Summary: Housing loans come with interest rates applied by lenders. The interest rate for your housing loan will depend on your salary, job stability, credit score, property value, and other factors.
Are you looking to purchase a home but don’t have the required funds in your savings account? Luckily, you can apply for a housing loan and fulfil your dream of buying a house in India.
But before taking a home loan, you must consider a few factors which might influence your financial well-being.
The interest rate is the first to consider when applying for a housing loan. It can directly affect the housing loan EMI amount in India. Therefore, you must choose the right lender with an affordable home loan interest rate today for the housing loan.
Read on to learn more about the factors influencing the home loan interest rate and EMI.
5 Factors That Influence Home Loan Interest Rates and EMI
Below are the five main factors that influence the interest rates and EMI of home loans.
Your CIBIL or credit score will decide the interest rate for the housing loan. Your credit score represents creditworthiness, an essential factor for loan providers. Housing loan providers cannot give loans to applicants with poor credit scores.
When the credit score is low, it means the applicant hasn’t been paying attention to past EMIs. The same can happen with the housing loan, as the applicant might default on loan repayment.
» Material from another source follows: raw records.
//! Deriving a new state from its predecessor.

use crate::domain::{EdgeId, TraverseMode, VertexId};

use super::{Direction, Phase, State, StateId};

/// Builds the successor of a state.
///
/// The editor copies the parent, links it as the predecessor and applies
/// deltas. Increments must be non-negative; a negative or non-finite delta
/// marks the editor defective and [`build`](Self::build) returns `None`, so
/// weight and elapsed time never decrease along a chain.
#[derive(Debug)]
pub struct StateEditor {
    child: State,
    defective: bool,
}

impl StateEditor {
    /// Start a successor reached over `edge`, arriving at `vertex`.
    pub fn new(parent: &State, parent_id: StateId, edge: EdgeId, vertex: VertexId) -> Self {
        let mut child = *parent;
        child.vertex = vertex;
        child.back = Some(parent_id);
        child.back_edge = Some(edge);
        Self {
            child,
            defective: false,
        }
    }

    /// Start a successor on the same vertex, used when switching phase.
    pub fn branch(parent: &State, parent_id: StateId) -> Self {
        let mut child = *parent;
        child.back = Some(parent_id);
        child.back_edge = None;
        Self {
            child,
            defective: false,
        }
    }

    pub fn increment_weight(&mut self, delta: f64) {
        if !delta.is_finite() || delta < 0.0 {
            self.defective = true;
            return;
        }
        self.child.weight += delta;
    }

    /// Advance the clock by `secs` in the search direction.
    pub fn increment_time(&mut self, secs: i64) {
        if secs < 0 {
            self.defective = true;
            return;
        }
        match self.child.direction {
            Direction::Forward => self.child.time += secs,
            Direction::Backward => self.child.time -= secs,
        }
    }

    pub fn increment_walk_distance(&mut self, metres: f64) {
        if !metres.is_finite() || metres < 0.0 {
            self.defective = true;
            return;
        }
        self.child.walk_distance += metres;
    }

    pub fn set_mode(&mut self, mode: TraverseMode) {
        self.child.mode = mode;
    }

    pub fn set_car_parked(&mut self, parked: bool) {
        self.child.car_parked = parked;
    }

    pub fn set_bike_parked(&mut self, parked: bool) {
        self.child.bike_parked = parked;
    }

    pub fn set_phase(&mut self, phase: Phase) {
        self.child.phase = phase;
    }

    pub fn set_pnr_node(&mut self, node: VertexId) {
        self.child.pnr_node = Some(node);
    }

    pub fn build(self) -> Option<State> {
        (!self.defective).then_some(self.child)
    }
}
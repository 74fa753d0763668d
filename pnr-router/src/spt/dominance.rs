//! Rules for discarding inferior states.

use crate::state::{State, StateId};

/// What to do with a candidate state at a vertex.
#[derive(Debug, Clone, PartialEq, Eq)]
pub enum Admission {
    /// A comparable state at least as good already exists.
    Reject,
    /// Keep alongside the existing states.
    Add,
    /// Keep, evicting the listed states it strictly dominates.
    Replace(Vec<StateId>),
}

/// A partial order over states at the same vertex.
pub trait DominanceFunction {
    /// Whether `a` and `b` can be ranked against each other at all.
    fn comparable(&self, a: &State, b: &State) -> bool;

    /// Whether `a` is at least as good as `b`. Only asked for comparable pairs.
    fn at_least_as_good(&self, a: &State, b: &State) -> bool;

    /// Decide whether `candidate` joins the states already at its vertex.
    fn admit<'s, I>(&self, candidate: &State, existing: I) -> Admission
    where
        I: IntoIterator<Item = (StateId, &'s State)>,
    {
        let mut evicted = Vec::new();
        for (id, state) in existing {
            if !self.comparable(candidate, state) {
                continue;
            }
            if self.at_least_as_good(state, candidate) {
                return Admission::Reject;
            }
            if self.at_least_as_good(candidate, state) {
                evicted.push(id);
            }
        }
        if evicted.is_empty() {
            Admission::Add
        } else {
            Admission::Replace(evicted)
        }
    }
}

/// Lowest weight wins among states with the same signature.
///
/// The signature covers phase, mode, parked flags and the parking facility
/// used, so at most one state per signature survives at each vertex.
#[derive(Debug, Clone, Copy, Default)]
pub struct MinimumWeight;

impl DominanceFunction for MinimumWeight {
    fn comparable(&self, a: &State, b: &State) -> bool {
        a.signature() == b.signature()
    }

    fn at_least_as_good(&self, a: &State, b: &State) -> bool {
        a.weight() <= b.weight()
    }
}

/// One state per vertex; lowest weight wins and covered states win ties.
///
/// Used by the precomputation's propagation stage, where the only question
/// is whether the seed's frontier reaches a vertex first.
#[derive(Debug, Clone, Copy, Default)]
pub struct CoveredFirst;

impl DominanceFunction for CoveredFirst {
    fn comparable(&self, _a: &State, _b: &State) -> bool {
        true
    }

    fn at_least_as_good(&self, a: &State, b: &State) -> bool {
        a.weight() < b.weight() || (a.weight() == b.weight() && (a.is_covered() || !b.is_covered()))
    }
}
//! Graph identifier and coordinate types.

use std::fmt;

/// Mean Earth radius used for great-circle distances, in metres.
const EARTH_RADIUS_M: f64 = 6_371_000.0;

/// Index of a vertex in its [`Graph`](crate::graph::Graph).
///
/// Ids are dense and only meaningful for the graph that issued them.
#[derive(Clone, Copy, PartialEq, Eq, PartialOrd, Ord, Hash)]
pub struct VertexId(pub u32);

impl VertexId {
    /// Returns the id as a slice index.
    pub fn index(self) -> usize {
        self.0 as usize
    }
}

impl fmt::Debug for VertexId {
    fn fmt(&self, f: &mut fmt::Formatter<'_>) -> fmt::Result {
        write!(f, "v{}", self.0)
    }
}

impl fmt::Display for VertexId {
    fn fmt(&self, f: &mut fmt::Formatter<'_>) -> fmt::Result {
        write!(f, "v{}", self.0)
    }
}

/// Index of a directed edge in its [`Graph`](crate::graph::Graph).
#[derive(Clone, Copy, PartialEq, Eq, PartialOrd, Ord, Hash)]
pub struct EdgeId(pub u32);

impl EdgeId {
    /// Returns the id as a slice index.
    pub fn index(self) -> usize {
        self.0 as usize
    }
}

impl fmt::Debug for EdgeId {
    fn fmt(&self, f: &mut fmt::Formatter<'_>) -> fmt::Result {
        write!(f, "e{}", self.0)
    }
}

/// A WGS84 position in decimal degrees.
#[derive(Debug, Clone, Copy, PartialEq)]
pub struct Coordinate {
    pub lat: f64,
    pub lon: f64,
}

impl Coordinate {
    pub fn new(lat: f64, lon: f64) -> Self {
        Self { lat, lon }
    }

    /// Great-circle distance to `other` in metres (haversine).
    pub fn distance_m(&self, other: &Coordinate) -> f64 {
        let (lat1, lat2) = (self.lat.to_radians(), other.lat.to_radians());
        let dlat = lat2 - lat1;
        let dlon = (other.lon - self.lon).to_radians();
        let a = (dlat / 2.0).sin().powi(2) + lat1.cos() * lat2.cos() * (dlon / 2.0).sin().powi(2);
        2.0 * EARTH_RADIUS_M * a.sqrt().asin()
    }

    /// Returns a coordinate offset by the given distances in metres.
    ///
    /// Uses an equirectangular approximation, which is accurate enough for
    /// laying out neighbourhood-sized networks.
    pub fn offset_m(&self, north_m: f64, east_m: f64) -> Coordinate {
        let dlat = (north_m / EARTH_RADIUS_M).to_degrees();
        let dlon = (east_m / (EARTH_RADIUS_M * self.lat.to_radians().cos())).to_degrees();
        Coordinate::new(self.lat + dlat, self.lon + dlon)
    }
}

impl fmt::Display for Coordinate {
    fn fmt(&self, f: &mut fmt::Formatter<'_>) -> fmt::Result {
        write!(f, "({:.6}, {:.6})", self.lat, self.lon)
    }
}

#[cfg(test)]
mod tests {
    use super::*;

    #[test]
    fn one_degree_of_latitude() {
        let a = Coordinate::new(52.0, 4.0);
        let b = Coordinate::new(53.0, 4.0);
        assert!((a.distance_m(&b) - 111_195.0).abs() < 1.0);
    }

    #[test]
    fn distance_is_symmetric_and_zero_on_self() {
        let a = Coordinate::new(51.5, -0.12);
        let b = Coordinate::new(51.52, -0.1);
        assert_eq!(a.distance_m(&a), 0.0);
        assert!((a.distance_m(&b) - b.distance_m(&a)).abs() < 1e-9);
    }

    #[test]
    fn offset_round_trips_through_distance() {
        let origin = Coordinate::new(52.37, 4.89);
        let north = origin.offset_m(100.0, 0.0);
        let east = origin.offset_m(0.0, 100.0);
        assert!((origin.distance_m(&north) - 100.0).abs() < 0.01);
        assert!((origin.distance_m(&east) - 100.0).abs() < 0.01);
    }

    #[test]
    fn id_display() {
        assert_eq!(VertexId(7).to_string(), "v7");
        assert_eq!(format!("{:?}", EdgeId(3)), "e3");
        assert_eq!(Coordinate::new(1.5, -2.25).to_string(), "(1.500000, -2.250000)");
    }
}
//! Domain types for the park-and-ride router.
//!
//! Small validated value types shared by the graph, the precomputation and
//! the planner: identifiers, coordinates, travel modes, schedule times and
//! the error taxonomy.

mod error;
mod ids;
mod mode;
mod time;

pub use error::{ConfigError, RoutingError};
pub use ids::{Coordinate, EdgeId, VertexId};
pub use mode::{InvalidVehicle, ModeSet, TraverseMode, Vehicle};
pub use time::{
    SECONDS_PER_DAY, TimeError, day_start, departures_every, format_hhmm, parse_hhmm,
    seconds_of_day, to_datetime,
};
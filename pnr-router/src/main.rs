use std::process::ExitCode;

use chrono::{TimeZone, Utc};
use tracing::{error, info};
use tracing_subscriber::EnvFilter;

use pnr_router::demo;
use pnr_router::domain::{Vehicle, format_hhmm, seconds_of_day};
use pnr_router::graph::Graph;
use pnr_router::planner::{Router, SearchConfig, TripRequest, TwoWayPath};
use pnr_router::precompute::{PrecomputeConfig, build_annotations};
use pnr_router::spt::GraphPath;

fn print_trip(graph: &Graph, title: &str, path: &GraphPath) {
    println!("  {title} (weight {:.0})", path.weight());
    for leg in path.legs() {
        println!(
            "    {} -> {}  {:?} by {:?}, {} to {}",
            format_hhmm(seconds_of_day(leg.start_time) as u32),
            format_hhmm(seconds_of_day(leg.end_time) as u32),
            leg.phase,
            leg.mode,
            graph.vertex(leg.from).label,
            graph.vertex(leg.to).label,
        );
    }
}

fn print_itineraries(graph: &Graph, paths: &[TwoWayPath]) {
    for (i, path) in paths.iter().enumerate() {
        println!(
            "Itinerary {} via {} (total weight {:.0})",
            i + 1,
            graph.vertex(path.parking).label,
            path.weight()
        );
        print_trip(graph, "outbound", &path.outbound);
        if let Some(inbound) = &path.inbound {
            print_trip(graph, "return", inbound);
        }
    }
}

fn main() -> ExitCode {
    tracing_subscriber::fmt()
        .with_env_filter(EnvFilter::from_default_env())
        .init();

    let config = match std::env::args().nth(1) {
        Some(path) => match SearchConfig::from_json_file(&path) {
            Ok(config) => config,
            Err(e) => {
                error!("{e}");
                return ExitCode::FAILURE;
            }
        },
        None => SearchConfig::default(),
    };

    let vehicle = match std::env::args().nth(2).as_deref().map(Vehicle::parse) {
        Some(Ok(vehicle)) => vehicle,
        Some(Err(e)) => {
            error!("{e}");
            return ExitCode::FAILURE;
        }
        None => Vehicle::Car,
    };

    let net = match vehicle {
        Vehicle::Car => demo::grid_with_line(),
        Vehicle::Bicycle => demo::grid_with_bike_park(),
    };
    let (annotations, summary) = build_annotations(&net.graph, &config, &PrecomputeConfig::default());
    info!(
        annotated = annotations.len(),
        parking = summary.car_parking.vertices,
        %vehicle,
        "demo network ready"
    );
    let router = Router::new(&net.graph, &annotations, &config);

    let Some(morning) = Utc.with_ymd_and_hms(2024, 3, 15, 9, 0, 0).single() else {
        return ExitCode::FAILURE;
    };
    let evening = morning + chrono::Duration::hours(8);
    let requests = [
        (
            "One way from A at 09:00, driving the last stretch",
            TripRequest::one_way(net.a, net.b, morning).vehicle(vehicle),
        ),
        (
            "Round trip, at work by 09:00 and leaving at 17:00",
            TripRequest::two_way(net.b, net.a, morning, Some(evening)).vehicle(vehicle),
        ),
    ];

    let mut status = ExitCode::SUCCESS;
    for (title, request) in &requests {
        println!("{title}");
        match router.search(request).and_then(|tree| tree.paths()) {
            Ok(paths) => print_itineraries(&net.graph, &paths),
            Err(e) => {
                error!(%e, "search failed");
                status = ExitCode::FAILURE;
            }
        }
        println!();
    }
    status
}
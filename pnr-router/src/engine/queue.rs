//! Binary min-heap of states keyed by weight plus heuristic.

use std::cmp::Reverse;
use std::collections::BinaryHeap;

use ordered_float::OrderedFloat;

use crate::state::StateId;

#[derive(Debug, Clone, Copy, PartialEq, Eq, PartialOrd, Ord)]
struct Entry {
    key: OrderedFloat<f64>,
    // Insertion order breaks ties so runs are reproducible.
    seq: u64,
    state: StateId,
}

/// Priority queue over state ids.
///
/// Entries are never updated in place. When a better state supersedes an
/// enqueued one, the stale entry stays in the heap and is discarded when
/// popped.
#[derive(Debug, Clone, Default)]
pub struct SearchQueue {
    heap: BinaryHeap<Reverse<Entry>>,
    seq: u64,
}

impl SearchQueue {
    pub fn new() -> Self {
        Self::default()
    }

    pub fn push(&mut self, state: StateId, key: f64) {
        self.seq += 1;
        self.heap.push(Reverse(Entry {
            key: OrderedFloat(key),
            seq: self.seq,
            state,
        }));
    }

    /// Remove the entry with the smallest key.
    pub fn pop(&mut self) -> Option<(StateId, f64)> {
        self.heap.pop().map(|Reverse(e)| (e.state, e.key.0))
    }

    pub fn peek_key(&self) -> Option<f64> {
        self.heap.peek().map(|Reverse(e)| e.key.0)
    }

    pub fn len(&self) -> usize {
        self.heap.len()
    }

    pub fn is_empty(&self) -> bool {
        self.heap.is_empty()
    }

    pub fn clear(&mut self) {
        self.heap.clear();
    }
}
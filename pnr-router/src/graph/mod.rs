//! The street and transit network.
//!
//! The graph is built once (see [`GraphBuilder`]) and is read-only
//! afterwards, so it can be shared by reference between concurrent queries.
//! Vertex and edge ids index straight into the graph's vectors; an id from a
//! different graph is a programming error and panics on lookup.

mod builder;
mod traverse;

pub use builder::GraphBuilder;
pub use traverse::TraverseOptions;

use crate::domain::{Coordinate, EdgeId, SECONDS_PER_DAY, TraverseMode, Vehicle, VertexId};
use crate::state::Direction;

/// What a vertex represents.
#[derive(Debug, Clone, Copy, PartialEq, Eq, Hash)]
pub enum VertexKind {
    Intersection,
    TransitStop,
    CarPark,
    BikePark,
}

impl VertexKind {
    /// The vehicle that can be left at this vertex, if it is a parking facility.
    pub fn parking_vehicle(self) -> Option<Vehicle> {
        match self {
            VertexKind::CarPark => Some(Vehicle::Car),
            VertexKind::BikePark => Some(Vehicle::Bicycle),
            _ => None,
        }
    }

    /// The parking kind used by `vehicle`.
    pub fn parking_for(vehicle: Vehicle) -> VertexKind {
        match vehicle {
            Vehicle::Car => VertexKind::CarPark,
            Vehicle::Bicycle => VertexKind::BikePark,
        }
    }

    pub fn is_parking(self) -> bool {
        self.parking_vehicle().is_some()
    }
}

#[derive(Debug, Clone)]
pub struct Vertex {
    pub id: VertexId,
    pub label: String,
    pub kind: VertexKind,
    pub coordinate: Coordinate,
}

/// Which modes may use a street segment.
#[derive(Debug, Clone, Copy, PartialEq, Eq)]
pub struct StreetPermissions {
    pub walk: bool,
    pub bicycle: bool,
    pub car: bool,
}

impl StreetPermissions {
    pub const ALL: StreetPermissions = StreetPermissions {
        walk: true,
        bicycle: true,
        car: true,
    };

    pub const PEDESTRIAN: StreetPermissions = StreetPermissions {
        walk: true,
        bicycle: false,
        car: false,
    };

    pub const CAR_ONLY: StreetPermissions = StreetPermissions {
        walk: false,
        bicycle: false,
        car: true,
    };

    pub fn allows(&self, mode: TraverseMode) -> bool {
        match mode {
            TraverseMode::Walk => self.walk,
            TraverseMode::Bicycle => self.bicycle,
            TraverseMode::Car => self.car,
            TraverseMode::Transit => false,
        }
    }
}

/// One scheduled service pattern running over a transit hop.
#[derive(Debug, Clone, PartialEq)]
pub struct HopPattern {
    /// Route name, for reporting.
    pub route: String,
    /// Daily departure times in seconds after midnight, sorted ascending
    /// and below one day.
    pub departures: Vec<u32>,
    /// In-vehicle time from the hop's first stop to its second.
    pub ride_secs: u32,
}

impl HopPattern {
    /// Departures past midnight (e.g. 25:30) are folded back into the day.
    pub fn new(route: impl Into<String>, mut departures: Vec<u32>, ride_secs: u32) -> Self {
        for d in &mut departures {
            *d %= SECONDS_PER_DAY as u32;
        }
        departures.sort_unstable();
        departures.dedup();
        Self {
            route: route.into(),
            departures,
            ride_secs,
        }
    }

    /// Worst-case wait plus ride over the whole service day.
    ///
    /// The wait is bounded by the largest gap between consecutive departures,
    /// including the overnight gap from the last departure to the first.
    pub fn worst_case_secs(&self) -> Option<u32> {
        let first = *self.departures.first()?;
        let last = *self.departures.last()?;
        let day = SECONDS_PER_DAY as u32;
        let overnight = (first % day + day).saturating_sub(last % day);
        let max_gap = self
            .departures
            .windows(2)
            .map(|w| w[1].saturating_sub(w[0]))
            .fold(overnight, u32::max);
        Some(max_gap.saturating_add(self.ride_secs))
    }

    /// First departure at or after `sod` (seconds of the current service
    /// day), wrapping to the next day. The result is relative to the current
    /// day's midnight and so may exceed one day.
    pub fn next_departure(&self, sod: i64) -> Option<i64> {
        let first = *self.departures.first()?;
        let idx = self.departures.partition_point(|&d| i64::from(d) < sod);
        Some(match self.departures.get(idx) {
            Some(&d) => i64::from(d),
            None => i64::from(first) + SECONDS_PER_DAY,
        })
    }

    /// Latest departure that arrives by `sod`, possibly on the previous
    /// service day (in which case the result is negative).
    pub fn latest_departure_arriving_by(&self, sod: i64) -> Option<i64> {
        let last = *self.departures.last()?;
        let ride = i64::from(self.ride_secs);
        let idx = self
            .departures
            .partition_point(|&d| i64::from(d) + ride <= sod);
        Some(match idx {
            0 => i64::from(last) - SECONDS_PER_DAY,
            i => i64::from(self.departures[i - 1]),
        })
    }
}

/// Type-specific behaviour of an edge.
#[derive(Debug, Clone, PartialEq)]
pub enum EdgeKind {
    /// A street segment usable by the permitted modes.
    Street {
        length_m: f64,
        permissions: StreetPermissions,
    },
    /// Connects a transit stop to the street network. Walk only.
    StreetTransitLink { secs: u32 },
    /// Connects a parking facility to the street network. The facility's
    /// vehicle may use it, and pedestrians may when parking links are
    /// enabled for the search.
    ParkLink { vehicle: Vehicle, secs: u32 },
    /// A scheduled ride between two consecutive stops.
    TransitHop { patterns: Vec<HopPattern> },
}

#[derive(Debug, Clone)]
pub struct Edge {
    pub id: EdgeId,
    pub from: VertexId,
    pub to: VertexId,
    pub kind: EdgeKind,
}

impl Edge {
    /// Worst-case traversal time in seconds over the service day.
    ///
    /// Nonzero only for scheduled edges; everything else is time-independent
    /// and reports zero.
    pub fn time_upper_bound(&self) -> u32 {
        match &self.kind {
            EdgeKind::TransitHop { patterns } => patterns
                .iter()
                .filter_map(HopPattern::worst_case_secs)
                .min()
                .unwrap_or(0),
            _ => 0,
        }
    }

    /// The vertex a search moving in `direction` reaches over this edge.
    pub fn head(&self, direction: Direction) -> VertexId {
        match direction {
            Direction::Forward => self.to,
            Direction::Backward => self.from,
        }
    }
}

/// An immutable street and transit network.
#[derive(Debug, Clone, Default)]
pub struct Graph {
    vertices: Vec<Vertex>,
    edges: Vec<Edge>,
    outgoing: Vec<Vec<EdgeId>>,
    incoming: Vec<Vec<EdgeId>>,
}

impl Graph {
    pub fn vertex(&self, id: VertexId) -> &Vertex {
        &self.vertices[id.index()]
    }

    pub fn edge(&self, id: EdgeId) -> &Edge {
        &self.edges[id.index()]
    }

    pub fn vertex_count(&self) -> usize {
        self.vertices.len()
    }

    pub fn edge_count(&self) -> usize {
        self.edges.len()
    }

    pub fn vertices(&self) -> impl Iterator<Item = &Vertex> {
        self.vertices.iter()
    }

    pub fn outgoing(&self, v: VertexId) -> &[EdgeId] {
        &self.outgoing[v.index()]
    }

    pub fn incoming(&self, v: VertexId) -> &[EdgeId] {
        &self.incoming[v.index()]
    }

    /// Edges a search moving in `direction` relaxes from `v`.
    pub fn edges_from(&self, v: VertexId, direction: Direction) -> &[EdgeId] {
        match direction {
            Direction::Forward => self.outgoing(v),
            Direction::Backward => self.incoming(v),
        }
    }

    /// Ids of every vertex of the given kind, in id order.
    pub fn vertices_of_kind(&self, kind: VertexKind) -> impl Iterator<Item = VertexId> + '_ {
        self.vertices
            .iter()
            .filter(move |v| v.kind == kind)
            .map(|v| v.id)
    }

    /// Whether a stop or parking facility has a link into the street network.
    ///
    /// Intersections are trivially linked.
    pub fn is_street_linked(&self, v: VertexId) -> bool {
        match self.vertex(v).kind {
            VertexKind::Intersection => true,
            VertexKind::TransitStop => self.outgoing(v).iter().any(|&e| {
                matches!(self.edge(e).kind, EdgeKind::StreetTransitLink { .. })
            }),
            VertexKind::CarPark | VertexKind::BikePark => self
                .outgoing(v)
                .iter()
                .any(|&e| matches!(self.edge(e).kind, EdgeKind::ParkLink { .. })),
        }
    }

    /// The intersection closest to `coordinate`.
    pub fn nearest_intersection(&self, coordinate: &Coordinate) -> Option<VertexId> {
        self.vertices
            .iter()
            .filter(|v| v.kind == VertexKind::Intersection)
            .map(|v| (v.coordinate.distance_m(coordinate), v.id))
            .min_by(|a, b| a.0.total_cmp(&b.0))
            .map(|(_, id)| id)
    }

    /// Look a vertex up by its label.
    pub fn find(&self, label: &str) -> Option<VertexId> {
        self.vertices.iter().find(|v| v.label == label).map(|v| v.id)
    }
}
To remove the credit risk, housing loan providers increase the interest rate for the housing loan. If your credit score is 700 or above, you can get a better interest rate for a housing loan.
Property’s Market Value
When you apply for a housing loan, the lending party will analyse the house’s market value. When the property is in a prime/urban location, its resale value will be high.
On the other hand, the resale value of a property in a remote location might be low. For the same rationale, housing loan providers apply low interest when your property is in a good locality.
The lender will send representatives to calculate the accurate price of the property before giving you a housing loan.
Occupation and Income
Do you have a stable income or job in India? What is your in-hand monthly salary after all the deductions? These questions will be asked by the housing loan provider while processing your loan application.
If you don’t have a stable job or income, you might fail to pay housing loan EMIs timely. In such a case, the housing loan provider will apply a high interest to cover the associated credit risk.
Even if home loan interest rates today are low, you will have to pay more with an unstable job or income.
The Repayment Term of The Loan
While applying for a housing loan, you will be allowed to choose your repayment term.
Usually, lenders tend to apply low interest on a short repayment term for the housing loan. Since lenders will get their money back quickly with a shorter repayment tenure, they suspect a low credit risk.
However, lenders suspect a credit risk when the repayment term is longer. You can use the online EMI calculator for home loans to understand the dependence of EMI amount on the repayment tenure.
MCLR Decided by The RBI
The RBI determines MCLR (Marginal Cost of Funds-Based Lending Rate) for lenders in India. It is the lowest rate that can be used by lenders in the country for loans and was introduced in 2016 in order to improve the transmission of policy rate changes to the lending rates offered by lenders.
So, if you have a stable income and a good credit score, you might get the lowest interest rate for a housing loan.
In a Nutshell
It is critical to assess the interest rates of different housing loan providers. When the interest rate is low, you will pay less amount to the lender. This will reduce the overall cost of borrowing funds and your EMIs and lessen the financial burden each month.
Follow this guide and apply for a home loan with a low interest rate today!